**Task data**
%%

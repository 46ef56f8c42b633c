use std::path::{Path, PathBuf};

/// Archive extracted when nothing else is configured
pub const DEFAULT_ARCHIVE_PATH: &str = "A47/A203.zip";

/// Destination used when nothing else is configured
pub const DEFAULT_DESTINATION: &str = ".";

/// Where to read the archive from and where to put its contents.
///
/// Relative paths resolve against the process working directory.
#[derive(Debug, Clone, PartialEq, Eq)]
pub struct ExtractConfig {
    pub archive_path: PathBuf,
    pub destination: PathBuf,
}

impl Default for ExtractConfig {
    fn default() -> Self {
        Self {
            archive_path: PathBuf::from(DEFAULT_ARCHIVE_PATH),
            destination: PathBuf::from(DEFAULT_DESTINATION),
        }
    }
}

impl ExtractConfig {
    pub fn with_archive_path(mut self, path: impl AsRef<Path>) -> Self {
        self.archive_path = path.as_ref().to_path_buf();
        self
    }

    pub fn with_destination(mut self, path: impl AsRef<Path>) -> Self {
        self.destination = path.as_ref().to_path_buf();
        self
    }
}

%%

**Work item**
Take the material above and reproduce it word for word.

**Expected answer**
repository 46ef56f8c42b633c
use std::path::{Path, PathBuf};

/// Archive extracted when nothing else is configured
pub const DEFAULT_ARCHIVE_PATH: &str = "A47/A203.zip";

/// Destination used when nothing else is configured
pub const DEFAULT_DESTINATION: &str = ".";

/// Where to read the archive from and where to put its contents.
///
/// Relative paths resolve against the process working directory.
#[derive(Debug, Clone, PartialEq, Eq)]
pub struct ExtractConfig {
    pub archive_path: PathBuf,
    pub destination: PathBuf,
}

impl Default for ExtractConfig {
    fn default() -> Self {
        Self {
            archive_path: PathBuf::from(DEFAULT_ARCHIVE_PATH),
            destination: PathBuf::from(DEFAULT_DESTINATION),
        }
    }
}

impl ExtractConfig {
    pub fn with_archive_path(mut self, path: impl AsRef<Path>) -> Self {
        self.archive_path = path.as_ref().to_path_buf();
        self
    }

    pub fn with_destination(mut self, path: impl AsRef<Path>) -> Self {
        self.destination = path.as_ref().to_path_buf();
        self
    }
}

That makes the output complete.